During the summer of the pandemic, after the initial government lockdown prevented our students from accessing our labs, MEE gave lots of consideration to why we put on practical classes, given they are some of the most resource intensive teaching to deliver. We are now fairly comfortable with our conclusion that practical classes are critical to the effective training of engineers and are irreplaceable. When we were forced to temporarily suspend access to our workshops and laboratories, the team in MEE developed categories of tactics that can be deployed to deliver remote practicals. While some of these tactics have advantages over face to face teaching, such as simulations being flexible for the student and easily scalable to large cohorts, mostly we are attempting to mitigate the loss of the in-lab learning by replicating it as closely as possible. Of the tactics we developed, only two provide students the ability to particulate in performing “real” experiments, which we called “Performing procedure in an alternative environment” and “Synchronous remote participation”. Performing procedure in an alternative environment is great, and we have had a great deal of success with posting physically compact and somewhat inexpensive activities out to students to perform at home. But this approach generally isn’t feasible if the kit is too big, expensive or dangerous to post. And big, expensive and dangerous experiments are part of what makes Engineering fun.

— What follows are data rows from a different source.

// Copyright 2025-present Harīṣh Tummalachērla
// SPDX-License-Identifier: Apache-2.0

//! Hand-authored (HA) sectors: named spherical regions that overlay the
//! procedural grid and take naming precedence over it.
//!
//! Grounded on `pgnames.py`'s `_ha_get_name()` and the `ha_sectors` data
//! table it reads from `pgdata`.

use crate::fragments::HaSectorData;
use crate::position::{MassCode, Position};
use std::collections::HashMap;

/// A spherical hand-authored region: every point within `radius` light-years
/// of `centre` belongs to it.
#[derive(Debug, Clone, Copy, PartialEq)]
pub struct HaRegion {
    pub centre: Position,
    pub radius: f64,
    pub mass_code: MassCode,
}

impl HaRegion {
    pub fn contains(&self, pos: Position) -> bool {
        self.centre.distance(&pos) <= self.radius
    }
}

/// A named hand-authored sector.
#[derive(Debug, Clone, PartialEq)]
pub struct HaSector {
    pub name: String,
    pub region: HaRegion,
}

/// The full set of hand-authored sectors, indexed by lowercase name for
/// case-insensitive lookup.
#[derive(Debug, Clone)]
pub struct HaTable {
    by_lower_name: HashMap<String, HaSector>,
}

impl HaTable {
    pub fn build(data: &HashMap<String, HaSectorData>) -> Self {
        let mut by_lower_name = HashMap::with_capacity(data.len());
        for (key, region_data) in data {
            let mass_code = region_data
                .mass_code
                .chars()
                .next()
                .and_then(|c| MassCode::from_char(c).ok())
                .unwrap_or(MassCode::A);
            let region = HaRegion {
                centre: Position::new(
                    region_data.centre[0],
                    region_data.centre[1],
                    region_data.centre[2],
                ),
                radius: region_data.radius,
                mass_code,
            };
            by_lower_name.insert(
                key.to_lowercase(),
                HaSector {
                    name: title_case_words(key),
                    region,
                },
            );
        }
        HaTable { by_lower_name }
    }

    /// The first HA sector whose region contains `pos`, mirroring
    /// `_ha_get_name`. HA regions are assumed not to overlap — if the data
    /// ever violated that, which one "wins" would be unspecified, same as
    /// the original `dict` iteration it's grounded on.
    pub fn find_containing(&self, pos: Position) -> Option<&HaSector> {
        self.by_lower_name.values().find(|s| s.region.contains(pos))
    }

    /// Look up an HA sector by name, case-insensitively.
    pub fn get(&self, name: &str) -> Option<&HaSector> {
        self.by_lower_name.get(&name.to_lowercase())
    }

    pub fn len(&self) -> usize {
        self.by_lower_name.len()
    }

    pub fn is_empty(&self) -> bool {
        self.by_lower_name.is_empty()
    }
}

fn title_case_words(raw: &str) -> String {
    raw.split(' ')
        .map(|word| {
            let mut chars = word.chars();
            match chars.next() {
                Some(first) => first.to_uppercase().chain(chars).collect::<String>(),
                None => String::new(),
            }
        })
        .collect::<Vec<_>>()
        .join(" ")
}

#[cfg(test)]
mod tests {
    use super::*;
    use crate::fragments::FragmentData;

    fn table() -> HaTable {
        HaTable::build(&FragmentData::embedded().ha_sectors)
    }

    #[test]
    fn finds_sol_at_origin() {
        let t = table();
        let found = t.find_containing(Position::ORIGIN).unwrap();
        assert_eq!(found.name, "Sol");
    }

    #[test]
    fn lookup_is_case_insensitive() {
        let t = table();
        assert!(t.get("SOL").is_some());
        assert!(t.get("sol").is_some());
    }

    #[test]
    fn position_far_away_is_not_ha() {
        let t = table();
        assert!(t
            .find_containing(Position::new(100_000.0, 100_000.0, 100_000.0))
            .is_none());
    }
}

There are two broad methods that can be used with synchronous remote participation. The first is to have a staff member working with students to live stream an experiment conducted in the lab. But this generates an inherent tension. Working with small groups of students allows active participation is extremely costly in staff time in order to repeat multiple times for large cohorts. Broadcasting a smaller number of repetitions to large groups of students reduces the ability for everyone to participate.
Figure 1: left) a computer controlled wind tunnel in the Fluids Engineering lab in the Diamond and right) interface on the computer to control wind tunnel and read instrumentation.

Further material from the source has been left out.